■ **EXERCISE REQUIREMENTS**: Extract the full set of records that follows, word for word.

Segment Start: RECORD EXTRACTS

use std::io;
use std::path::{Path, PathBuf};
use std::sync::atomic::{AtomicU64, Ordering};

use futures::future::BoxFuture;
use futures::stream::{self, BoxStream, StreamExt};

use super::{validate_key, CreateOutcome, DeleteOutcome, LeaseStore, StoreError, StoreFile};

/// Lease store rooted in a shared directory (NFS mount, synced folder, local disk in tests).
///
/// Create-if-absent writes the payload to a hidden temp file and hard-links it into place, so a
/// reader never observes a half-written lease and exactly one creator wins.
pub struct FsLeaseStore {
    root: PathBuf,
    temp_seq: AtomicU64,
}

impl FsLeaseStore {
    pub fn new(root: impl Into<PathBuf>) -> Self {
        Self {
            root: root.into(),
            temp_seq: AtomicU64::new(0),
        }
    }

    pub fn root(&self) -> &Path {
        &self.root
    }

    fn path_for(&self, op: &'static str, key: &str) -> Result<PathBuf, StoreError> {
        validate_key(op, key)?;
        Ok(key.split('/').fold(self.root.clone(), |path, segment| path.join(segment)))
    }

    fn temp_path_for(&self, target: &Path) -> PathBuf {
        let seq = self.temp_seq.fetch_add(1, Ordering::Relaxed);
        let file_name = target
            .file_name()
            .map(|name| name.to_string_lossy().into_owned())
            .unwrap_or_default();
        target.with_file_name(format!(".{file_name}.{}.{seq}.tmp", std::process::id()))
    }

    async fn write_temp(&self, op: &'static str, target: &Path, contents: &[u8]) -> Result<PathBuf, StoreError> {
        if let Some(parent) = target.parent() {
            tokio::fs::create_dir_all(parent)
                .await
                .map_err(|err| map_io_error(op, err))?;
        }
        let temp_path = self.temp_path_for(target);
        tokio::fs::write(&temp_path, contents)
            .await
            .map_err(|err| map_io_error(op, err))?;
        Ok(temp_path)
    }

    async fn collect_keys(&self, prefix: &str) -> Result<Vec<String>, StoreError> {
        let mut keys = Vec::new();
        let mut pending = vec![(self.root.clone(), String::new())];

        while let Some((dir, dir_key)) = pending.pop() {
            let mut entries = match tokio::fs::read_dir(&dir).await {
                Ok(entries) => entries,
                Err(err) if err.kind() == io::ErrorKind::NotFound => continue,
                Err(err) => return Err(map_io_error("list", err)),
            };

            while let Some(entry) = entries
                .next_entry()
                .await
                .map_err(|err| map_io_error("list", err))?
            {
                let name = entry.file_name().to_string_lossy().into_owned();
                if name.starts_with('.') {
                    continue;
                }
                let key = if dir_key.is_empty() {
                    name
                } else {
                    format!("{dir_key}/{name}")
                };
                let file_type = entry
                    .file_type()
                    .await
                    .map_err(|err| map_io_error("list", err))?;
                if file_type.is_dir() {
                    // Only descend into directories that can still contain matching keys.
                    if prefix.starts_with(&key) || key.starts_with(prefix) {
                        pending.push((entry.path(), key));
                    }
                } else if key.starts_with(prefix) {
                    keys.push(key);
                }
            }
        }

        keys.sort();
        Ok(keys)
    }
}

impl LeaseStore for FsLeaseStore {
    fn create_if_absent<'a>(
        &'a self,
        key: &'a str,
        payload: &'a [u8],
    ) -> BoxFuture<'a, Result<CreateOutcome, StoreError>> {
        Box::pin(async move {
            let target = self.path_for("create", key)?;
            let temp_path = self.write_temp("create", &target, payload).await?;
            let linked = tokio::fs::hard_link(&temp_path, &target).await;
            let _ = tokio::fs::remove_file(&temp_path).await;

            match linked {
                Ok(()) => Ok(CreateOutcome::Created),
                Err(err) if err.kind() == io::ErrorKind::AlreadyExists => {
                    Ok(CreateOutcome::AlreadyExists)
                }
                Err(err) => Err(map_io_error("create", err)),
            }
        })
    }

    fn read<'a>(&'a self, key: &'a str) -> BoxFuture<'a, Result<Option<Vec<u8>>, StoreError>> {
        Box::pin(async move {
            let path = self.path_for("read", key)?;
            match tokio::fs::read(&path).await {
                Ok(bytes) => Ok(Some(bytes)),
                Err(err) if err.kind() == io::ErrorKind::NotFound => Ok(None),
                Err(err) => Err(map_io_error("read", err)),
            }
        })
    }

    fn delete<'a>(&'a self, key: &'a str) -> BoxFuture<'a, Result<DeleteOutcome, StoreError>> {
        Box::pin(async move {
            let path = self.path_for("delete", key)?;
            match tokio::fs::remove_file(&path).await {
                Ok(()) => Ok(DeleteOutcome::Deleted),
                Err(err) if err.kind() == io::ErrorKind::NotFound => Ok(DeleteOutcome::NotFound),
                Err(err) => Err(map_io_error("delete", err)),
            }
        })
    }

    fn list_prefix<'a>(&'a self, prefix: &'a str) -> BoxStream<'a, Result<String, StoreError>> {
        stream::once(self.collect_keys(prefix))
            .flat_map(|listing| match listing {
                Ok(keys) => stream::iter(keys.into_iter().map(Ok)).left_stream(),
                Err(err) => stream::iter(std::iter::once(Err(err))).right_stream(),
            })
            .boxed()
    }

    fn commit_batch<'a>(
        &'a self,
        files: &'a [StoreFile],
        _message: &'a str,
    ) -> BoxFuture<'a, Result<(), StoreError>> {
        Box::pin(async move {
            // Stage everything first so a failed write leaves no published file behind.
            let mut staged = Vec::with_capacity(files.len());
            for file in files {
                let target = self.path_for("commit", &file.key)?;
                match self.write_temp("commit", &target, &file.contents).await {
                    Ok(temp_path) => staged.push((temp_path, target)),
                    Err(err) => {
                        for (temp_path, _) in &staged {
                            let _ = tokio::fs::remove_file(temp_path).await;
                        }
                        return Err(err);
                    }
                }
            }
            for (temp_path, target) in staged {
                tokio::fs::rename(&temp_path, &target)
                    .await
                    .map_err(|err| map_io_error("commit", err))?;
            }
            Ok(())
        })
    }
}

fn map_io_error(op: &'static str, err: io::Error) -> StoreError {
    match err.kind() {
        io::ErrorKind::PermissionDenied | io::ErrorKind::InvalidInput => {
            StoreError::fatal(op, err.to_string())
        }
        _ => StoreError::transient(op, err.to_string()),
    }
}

Segment End: RECORD EXTRACTS

■ **ANSWER BELOW**:
use std::io;
use std::path::{Path, PathBuf};
use std::sync::atomic::{AtomicU64, Ordering};

use futures::future::BoxFuture;
use futures::stream::{self, BoxStream, StreamExt};

use super::{validate_key, CreateOutcome, DeleteOutcome, LeaseStore, StoreError, StoreFile};

/// Lease store rooted in a shared directory (NFS mount, synced folder, local disk in tests).
///
/// Create-if-absent writes the payload to a hidden temp file and hard-links it into place, so a
/// reader never observes a half-written lease and exactly one creator wins.
pub struct FsLeaseStore {
    root: PathBuf,
    temp_seq: AtomicU64,
}

impl FsLeaseStore {
    pub fn new(root: impl Into<PathBuf>) -> Self {
        Self {
            root: root.into(),
            temp_seq: AtomicU64::new(0),
        }
    }

    pub fn root(&self) -> &Path {
        &self.root
    }

    fn path_for(&self, op: &'static str, key: &str) -> Result<PathBuf, StoreError> {
        validate_key(op, key)?;
        Ok(key.split('/').fold(self.root.clone(), |path, segment| path.join(segment)))
    }

    fn temp_path_for(&self, target: &Path) -> PathBuf {
        let seq = self.temp_seq.fetch_add(1, Ordering::Relaxed);
        let file_name = target
            .file_name()
            .map(|name| name.to_string_lossy().into_owned())
            .unwrap_or_default();
        target.with_file_name(format!(".{file_name}.{}.{seq}.tmp", std::process::id()))
    }

    async fn write_temp(&self, op: &'static str, target: &Path, contents: &[u8]) -> Result<PathBuf, StoreError> {
        if let Some(parent) = target.parent() {
            tokio::fs::create_dir_all(parent)
                .await
                .map_err(|err| map_io_error(op, err))?;
        }
        let temp_path = self.temp_path_for(target);
        tokio::fs::write(&temp_path, contents)
            .await
            .map_err(|err| map_io_error(op, err))?;
        Ok(temp_path)
    }

    async fn collect_keys(&self, prefix: &str) -> Result<Vec<String>, StoreError> {
        let mut keys = Vec::new();
        let mut pending = vec![(self.root.clone(), String::new())];

        while let Some((dir, dir_key)) = pending.pop() {
            let mut entries = match tokio::fs::read_dir(&dir).await {
                Ok(entries) => entries,
                Err(err) if err.kind() == io::ErrorKind::NotFound => continue,
                Err(err) => return Err(map_io_error("list", err)),
            };

            while let Some(entry) = entries
                .next_entry()
                .await
                .map_err(|err| map_io_error("list", err))?
            {
                let name = entry.file_name().to_string_lossy().into_owned();
                if name.starts_with('.') {
                    continue;
                }
                let key = if dir_key.is_empty() {
                    name
                } else {
                    format!("{dir_key}/{name}")
                };
                let file_type = entry
                    .file_type()
                    .await
                    .map_err(|err| map_io_error("list", err))?;
                if file_type.is_dir() {
                    // Only descend into directories that can still contain matching keys.
                    if prefix.starts_with(&key) || key.starts_with(prefix) {
                        pending.push((entry.path(), key));
                    }
                } else if key.starts_with(prefix) {
                    keys.push(key);
                }
            }
        }

        keys.sort();
        Ok(keys)
    }
}

impl LeaseStore for FsLeaseStore {
    fn create_if_absent<'a>(
        &'a self,
        key: &'a str,
        payload: &'a [u8],
    ) -> BoxFuture<'a, Result<CreateOutcome, StoreError>> {
        Box::pin(async move {
            let target = self.path_for("create", key)?;
            let temp_path = self.write_temp("create", &target, payload).await?;
            let linked = tokio::fs::hard_link(&temp_path, &target).await;
            let _ = tokio::fs::remove_file(&temp_path).await;

            match linked {
                Ok(()) => Ok(CreateOutcome::Created),
                Err(err) if err.kind() == io::ErrorKind::AlreadyExists => {
                    Ok(CreateOutcome::AlreadyExists)
                }
                Err(err) => Err(map_io_error("create", err)),
            }
        })
    }

    fn read<'a>(&'a self, key: &'a str) -> BoxFuture<'a, Result<Option<Vec<u8>>, StoreError>> {
        Box::pin(async move {
            let path = self.path_for("read", key)?;
            match tokio::fs::read(&path).await {
                Ok(bytes) => Ok(Some(bytes)),
                Err(err) if err.kind() == io::ErrorKind::NotFound => Ok(None),
                Err(err) => Err(map_io_error("read", err)),
            }
        })
    }

    fn delete<'a>(&'a self, key: &'a str) -> BoxFuture<'a, Result<DeleteOutcome, StoreError>> {
        Box::pin(async move {
            let path = self.path_for("delete", key)?;
            match tokio::fs::remove_file(&path).await {
                Ok(()) => Ok(DeleteOutcome::Deleted),
                Err(err) if err.kind() == io::ErrorKind::NotFound => Ok(DeleteOutcome::NotFound),
                Err(err) => Err(map_io_error("delete", err)),
            }
        })
    }

    fn list_prefix<'a>(&'a self, prefix: &'a str) -> BoxStream<'a, Result<String, StoreError>> {
        stream::once(self.collect_keys(prefix))
            .flat_map(|listing| match listing {
                Ok(keys) => stream::iter(keys.into_iter().map(Ok)).left_stream(),
                Err(err) => stream::iter(std::iter::once(Err(err))).right_stream(),
            })
            .boxed()
    }

    fn commit_batch<'a>(
        &'a self,
        files: &'a [StoreFile],
        _message: &'a str,
    ) -> BoxFuture<'a, Result<(), StoreError>> {
        Box::pin(async move {
            // Stage everything first so a failed write leaves no published file behind.
            let mut staged = Vec::with_capacity(files.len());
            for file in files {
                let target = self.path_for("commit", &file.key)?;
                match self.write_temp("commit", &target, &file.contents).await {
                    Ok(temp_path) => staged.push((temp_path, target)),
                    Err(err) => {
                        for (temp_path, _) in &staged {
                            let _ = tokio::fs::remove_file(temp_path).await;
                        }
                        return Err(err);
                    }
                }
            }
            for (temp_path, target) in staged {
                tokio::fs::rename(&temp_path, &target)
                    .await
                    .map_err(|err| map_io_error("commit", err))?;
            }
            Ok(())
        })
    }
}

fn map_io_error(op: &'static str, err: io::Error) -> StoreError {
    match err.kind() {
        io::ErrorKind::PermissionDenied | io::ErrorKind::InvalidInput => {
            StoreError::fatal(op, err.to_string())
        }
        _ => StoreError::transient(op, err.to_string()),
    }
}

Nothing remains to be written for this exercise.